The guidance stresses the importance of the role of IMCAs and RPRs:

 “If you’re an IMCA or an RPR, you should continue to represent and support the person who is or maybe subject to the DOLS authorisation during the pandemic”.  

 Remote techniques should be used but it is of note that the guidance now recommends face to face visits if “absolutely essential or example to meet the person’s specific communication needs, urgency or if there are concerns about their human rights.”

This is welcome and may be a response to the intervention from Mr Justice Hayden, Vice-President of the Court of Protection in his letter to Directors of Social Services which you can read here, where he drew attention to the worrying drop in deprivation of liberty applications under section 21A and section 16.    All of this however is dependent on the willingness of the care home to facilitate such access.  

Further guidance is given about additional restrictions imposed on those who are subject to DOLS authorisations.  The Government suggests that if face to face visits are prohibited but virtual contact is supported, this would “not be much more restrictive” and would not require a DOLS review.   

This may be a reference to the judgment of Hayden J in BP v Surrey CC, which you can read here.

 In that case the judge the following arrangement in a care home which had banned face to face visits at the start of the pandemic:

“The plan that was ultimately put together provides for BP's education in to the world of Skype with creative use of a communication board and the exploration of concurrent instant messaging. Additionally, the family can, by arrangement, go to BP's bedroom window which is on the ground floor and wave to him and use the communication board. All this will require time, effort and some creativity. I am clear that there is mutual resolve by all concerned………….. I am entirely satisfied that this is a balanced and proportionate way forward which respects BP's dignity and keeps his particular raft of needs at the centre of the plan. ………It has been important to recognise that in addition to his Alzheimer's BP's deafness is a separate and protected characteristic, as defined in Section 148(7) of the Equality Act 2010. As such, it requires to be identified and considered as a unique facet of BP's overall needs."

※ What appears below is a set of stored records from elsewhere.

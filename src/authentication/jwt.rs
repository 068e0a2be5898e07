use chrono::Duration;
use chrono::Local;
use hmac::{Hmac, Mac};
use jwt::SignWithKey;
use jwt::VerifyWithKey;
use serde::Deserialize;
use serde::Serialize;
use sha2::Sha256;

use crate::database::schema::{Id, User};
use crate::error::{Error, HtmlError};

use super::permissions::{AccountState, ActionType};

#[derive(Debug, Serialize, Deserialize, Clone)]
pub struct JwtSessionData {
    pub user_id: Id,
    pub email: String,
    iat: i64,
    exp: i64,
}

impl JwtSessionData {
    pub fn new(id: Id, email: String, lifetime_hours: i64) -> Self {
        let now = Local::now();
        let iat = now.timestamp();
        let exp = (now + Duration::hours(lifetime_hours)).timestamp();

        Self {
            user_id: id,
            email,
            iat,
            exp,
        }
    }

    pub fn expires_at(&self) -> i64 {
        self.exp
    }
}

/// The authenticated caller, reloaded from the database on every request.
#[derive(Debug, Serialize, Deserialize, Clone, PartialEq)]
pub struct SessionData {
    pub user_id: Id,
    pub email: String,
    pub name: String,
    pub is_active: bool,
}

impl SessionData {
    pub fn account_state(&self) -> AccountState {
        if self.is_active {
            AccountState::Active
        } else {
            AccountState::Inactive
        }
    }

    pub fn authenticate(&self, action: ActionType) -> Result<(), Error> {
        if !action.authenticate(self) {
            return Err(HtmlError::InactiveUser.default());
        }
        Ok(())
    }
}

impl From<User> for SessionData {
    fn from(user: User) -> Self {
        SessionData {
            user_id: user.id,
            email: user.email,
            name: user.name,
            is_active: user.is_active,
        }
    }
}

fn signing_key(secret: &[u8]) -> Result<Hmac<Sha256>, Error> {
    Hmac::new_from_slice(secret).map_err(|e| {
        log::error!("Invalid signing key: {e}");
        HtmlError::Internal.default()
    })
}

pub fn generate_jwt_session(user: &User, secret: &[u8], lifetime_hours: i64) -> Result<String, Error> {
    let key = signing_key(secret)?;
    let claims = JwtSessionData::new(user.id, user.email.to_owned(), lifetime_hours);

    claims.sign_with_key(&key).map_err(|e| {
        log::error!("Failed to sign session token: {e}");
        HtmlError::Internal.default()
    })
}

pub fn verify_jwt_session(token: &str, secret: &[u8]) -> Result<JwtSessionData, Error> {
    let key = signing_key(secret)?;

    let session: JwtSessionData = token
        .verify_with_key(&key)
        .map_err(|_| HtmlError::InvalidSession.default())?;

    let now = Local::now().timestamp();
    if (session.exp - now).is_negative() {
        return Err(HtmlError::InvalidSession.new("Token has expired."));
    }

    Ok(session)
}

#[cfg(test)]
mod tests {
    use super::*;

    const SECRET: &[u8] = b"test-secret";

    fn user() -> User {
        User {
            id: 7,
            email: String::from("user@example.com"),
            password: String::new(),
            name: String::from("User"),
            is_active: true,
        }
    }

    #[test]
    fn signed_token_round_trips_claims() {
        let token = generate_jwt_session(&user(), SECRET, 1).unwrap();
        let claims = verify_jwt_session(&token, SECRET).unwrap();

        assert_eq!(claims.user_id, 7);
        assert_eq!(claims.email, "user@example.com");
        assert!(claims.expires_at() > Local::now().timestamp());
    }

    #[test]
    fn token_signed_with_other_key_is_rejected() {
        let token = generate_jwt_session(&user(), b"other-secret", 1).unwrap();
        let error = verify_jwt_session(&token, SECRET).unwrap_err();

        assert_eq!(error.code, 401);
        assert_eq!(error.info.as_deref(), Some("Invalid token."));
    }

    #[test]
    fn expired_token_is_rejected() {
        let token = generate_jwt_session(&user(), SECRET, -1).unwrap();
        let error = verify_jwt_session(&token, SECRET).unwrap_err();

        assert_eq!(error.code, 401);
        assert_eq!(error.info.as_deref(), Some("Token has expired."));
    }

    #[test]
    fn garbage_is_rejected() {
        assert!(verify_jwt_session("not.a.token", SECRET).is_err());
        assert!(verify_jwt_session("", SECRET).is_err());
    }
}
use std::{collections::HashMap, convert::Infallible};

use serde_json::Value;
use warp::{reject::Rejection, Filter};

use crate::{
    constants::MAX_JSON_BODY_BYTES,
    error::{Error, FieldErrors},
    pagination::PageRequest,
    schema::{AttributeKind, Id},
};

pub type QueryParams = HashMap<String, String>;

/// Query string options understood by the list endpoints.
#[derive(Debug, Clone, Default, PartialEq)]
pub struct ListQuery {
    pub tags: Option<Vec<Id>>,
    pub ingredients: Option<Vec<Id>>,
    pub assigned_only: bool,
    pub page: PageRequest,
}

impl ListQuery {
    pub fn parse(params: &QueryParams) -> Result<Self, Error> {
        let mut errors = FieldErrors::new();
        let mut record = |key: &str, message: &str| {
            errors
                .entry(key.to_string())
                .or_default()
                .push(message.to_string());
        };

        let mut id_list = |kind: AttributeKind| match params.get(kind.field()) {
            Some(value) => match parse_id_list(value) {
                Ok(ids) => ids,
                Err(message) => {
                    record(kind.field(), message);
                    None
                }
            },
            None => None,
        };
        let tags = id_list(AttributeKind::Tag);
        let ingredients = id_list(AttributeKind::Ingredient);

        let assigned_only = match params.get("assigned_only").map(|v| v.trim()) {
            None | Some("") | Some("0") | Some("false") => false,
            Some("1") | Some("true") => true,
            Some(_) => {
                record("assigned_only", "Must be 0 or 1.");
                false
            }
        };

        let mut number = |key: &str, min: i64| match params.get(key) {
            Some(value) => match value.trim().parse::<i64>() {
                Ok(n) if n >= min => Some(n),
                _ => {
                    record(key, &format!("Must be an integer of at least {min}."));
                    None
                }
            },
            None => None,
        };
        let limit = number("limit", 1);
        let offset = number("offset", 0);

        if !errors.is_empty() {
            return Err(Error::fields(errors));
        }

        Ok(Self {
            tags,
            ingredients,
            assigned_only,
            page: PageRequest::new(limit, offset),
        })
    }
}

/// `"1,2,3"` -> ids. An empty value means no filter.
pub fn parse_id_list(value: &str) -> Result<Option<Vec<Id>>, &'static str> {
    if value.trim().is_empty() {
        return Ok(None);
    }

    value
        .split(',')
        .map(|id| id.trim().parse::<Id>())
        .collect::<Result<Vec<Id>, _>>()
        .map(Some)
        .map_err(|_| "Enter a comma-separated list of ids.")
}

pub fn json_body() -> impl Filter<Extract = (Value,), Error = Rejection> + Clone {
    warp::body::content_length_limit(MAX_JSON_BODY_BYTES).and(warp::body::json())
}

pub fn with_kind(
    kind: AttributeKind,
) -> impl Filter<Extract = (AttributeKind,), Error = Infallible> + Clone {
    warp::any().map(move || kind)
}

 Care therefore needs to be taken to ensure that the “virtual” contact is genuinely tailored to the need to each individual.  

The guidance clarifies that even where a person leaving hospital faces a reduced choice of destinations because of the requirement for a swift discharge, a “best interests decision” will still need to be made between the available options.  This follows from the decision of the Supreme Court in N v ACCG.

Finally – and, it is suggested, somewhat belatedly- there is welcome guidance on how the emergency health powers should be used in relation to someone who lacks the relevant mental capacity.  Where these powers, rather than the MCA or Mental Health Act, are used, the public health officer will 

“seek someone appropriate who is close to the person, such as a family member, or someone involved in the person’s care, such as an IMCA or their key worker, to assist in supporting the person to be involved in the process as far as possible.”  

Moreover, there is information on access to an appeal to the Magistrates Court if an order under the emergency powers is made:

“If someone lacks the capacity to make an appeal, it can be made by someone or some authority on their behalf. This may, in some cases, be necessary even if the person is not objecting or does not appear to understand that they can make a challenge.”

Legal aid practitioners will be aware that only exceptional funding is available for such appeals: see guidance from the Legal Aid Agency here.